[Records for this task]:
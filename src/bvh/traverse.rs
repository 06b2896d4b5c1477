//! Closest-hit traversal of a [`Bvh`].

use std::ops::Range;

use crate::bvh::{Bvh, BvhNode, TraversalStack};
use crate::ray::{Ray, TriangleIntersection};
use crate::shapes::Intersect;
use crate::{Real, INVALID_INDEX};

/// Result of a closest-hit query.
#[derive(Debug, Copy, Clone, PartialEq)]
pub struct Hit {
    /// Index of the hit primitive in the caller's primitive array, [`INVALID_INDEX`] on a miss.
    pub primitive_index: u32,

    /// Index of the hit instance in two-level traversal, [`INVALID_INDEX`] otherwise.
    pub instance_index: u32,

    /// Ray parameter of the hit, `+inf` on a miss.
    pub t: Real,

    /// Barycentric weight of `v1`.
    pub u: Real,

    /// Barycentric weight of `v2`.
    pub v: Real,

    /// Barycentric weight of `v0`.
    pub w: Real,
}

impl Default for Hit {
    fn default() -> Hit {
        Hit {
            primitive_index: INVALID_INDEX,
            instance_index: INVALID_INDEX,
            t: Real::INFINITY,
            u: 0.0,
            v: 0.0,
            w: 0.0,
        }
    }
}

impl Hit {
    /// Returns true unless this is the "no hit" record.
    pub fn is_hit(&self) -> bool {
        self.primitive_index != INVALID_INDEX
    }

    /// Records `intersection` of `primitive_index` and shrinks the ray to it.
    #[inline(always)]
    pub(crate) fn record(&mut self, ray: &mut Ray, primitive_index: u32, hit: TriangleIntersection) {
        ray.tmax = hit.t;
        self.primitive_index = primitive_index;
        self.t = hit.t;
        self.u = hit.u;
        self.v = hit.v;
        self.w = hit.w;
    }
}

/// Tests every primitive of `primitives` against `ray` and returns the closest hit. Ground
/// truth for the tree traversals.
pub fn intersect_brute_force<P: Intersect>(ray: &mut Ray, primitives: &[P]) -> Hit {
    let mut hit = Hit::default();
    for (index, primitive) in primitives.iter().enumerate() {
        if let Some(intersection) = primitive.intersect(ray) {
            hit.record(ray, index as u32, intersection);
        }
    }
    hit
}

/// Tests the primitives named by `primitive_indices`, the contents of one leaf.
#[inline(always)]
pub(crate) fn intersect_primitives<P: Intersect>(
    primitive_indices: &[u32],
    ray: &mut Ray,
    primitives: &[P],
    hit: &mut Hit,
) {
    for &primitive_index in primitive_indices {
        if let Some(intersection) = primitives[primitive_index as usize].intersect(ray) {
            hit.record(ray, primitive_index, intersection);
        }
    }
}

impl Bvh {
    /// Tests the primitives behind the permutation slots `slots`.
    #[inline(always)]
    fn intersect_leaf<P: Intersect>(
        &self,
        slots: Range<usize>,
        ray: &mut Ray,
        primitives: &[P],
        hit: &mut Hit,
    ) {
        intersect_primitives(&self.primitive_indices[slots], ray, primitives, hit);
    }

    /// Finds the closest intersection of `ray` with `primitives`, the array the tree was
    /// built over. `ray.tmax` is left at the distance of the returned hit.
    ///
    /// Depth-first over an explicit stack: a node is skipped when its box misses the ray
    /// clipped to the closest hit found so far, inner nodes push all their children, and
    /// leaves test their primitives.
    ///
    /// The tree is trusted to be well formed, see [`Bvh::validate`].
    pub fn intersect<P: Intersect>(&self, ray: &mut Ray, primitives: &[P]) -> Hit {
        let mut hit = Hit::default();
        if self.is_empty() {
            return hit;
        }

        let mut stack = TraversalStack::<u32>::new();
        stack.push(0);
        while let Some(node_index) = stack.pop() {
            let node = &self.nodes[node_index as usize];
            if !ray.intersects_aabb(node.aabb()).did_intersect() {
                continue;
            }
            match *node {
                BvhNode::Internal {
                    first_child_index,
                    children_count,
                    ..
                } => {
                    for child in first_child_index..first_child_index + children_count {
                        stack.push(child);
                    }
                }
                BvhNode::Leaf { .. } => {
                    self.intersect_leaf(node.primitives(), ray, primitives, &mut hit);
                }
            }
        }
        hit
    }

    /// Same result as [`Bvh::intersect`], visiting children front to back.
    ///
    /// Children are box-tested before they are pushed. Of two hit children the nearer one
    /// is visited first, so a close hit prunes the farther subtree early, and two hit sibling
    /// leaves with adjacent primitive ranges are scanned as one range. Stack entries keep
    /// their entry distance and are dropped when a closer hit was found in the meantime.
    pub fn intersect_ordered<P: Intersect>(&self, ray: &mut Ray, primitives: &[P]) -> Hit {
        let mut hit = Hit::default();
        if self.is_empty() {
            return hit;
        }
        let root = ray.intersects_aabb(self.nodes[0].aabb());
        if !root.did_intersect() {
            return hit;
        }

        let mut stack = TraversalStack::<(u32, Real)>::new();
        stack.push((0, root.tmin));
        while let Some((node_index, tmin)) = stack.pop() {
            if tmin > ray.tmax {
                continue;
            }
            let node = &self.nodes[node_index as usize];
            let children = match *node {
                BvhNode::Leaf { .. } => {
                    self.intersect_leaf(node.primitives(), ray, primitives, &mut hit);
                    continue;
                }
                BvhNode::Internal { .. } => node.children(),
            };

            if children.len() != 2 {
                for child in children {
                    let entry = ray.intersects_aabb(self.nodes[child].aabb());
                    if entry.did_intersect() {
                        stack.push((child as u32, entry.tmin));
                    }
                }
                continue;
            }

            let (a, b) = (children.start, children.start + 1);
            let (node_a, node_b) = (&self.nodes[a], &self.nodes[b]);
            let hit_a = ray.intersects_aabb(node_a.aabb());
            let hit_b = ray.intersects_aabb(node_b.aabb());
            match (hit_a.did_intersect(), hit_b.did_intersect()) {
                (true, true) => {
                    if node_a.is_leaf() && node_b.is_leaf() {
                        let (slots_a, slots_b) = (node_a.primitives(), node_b.primitives());
                        if slots_a.end == slots_b.start {
                            self.intersect_leaf(slots_a.start..slots_b.end, ray, primitives, &mut hit);
                            continue;
                        }
                    }
                    let ((near, near_tmin), (far, far_tmin)) = if hit_a.tmin <= hit_b.tmin {
                        ((a, hit_a.tmin), (b, hit_b.tmin))
                    } else {
                        ((b, hit_b.tmin), (a, hit_a.tmin))
                    };
                    stack.push((far as u32, far_tmin));
                    stack.push((near as u32, near_tmin));
                }
                (true, false) => stack.push((a as u32, hit_a.tmin)),
                (false, true) => stack.push((b as u32, hit_b.tmin)),
                (false, false) => {}
            }
        }
        hit
    }
}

[Your task]: Report how many lines in the data include the word "Some". Nothing else is needed.

[Response]: 4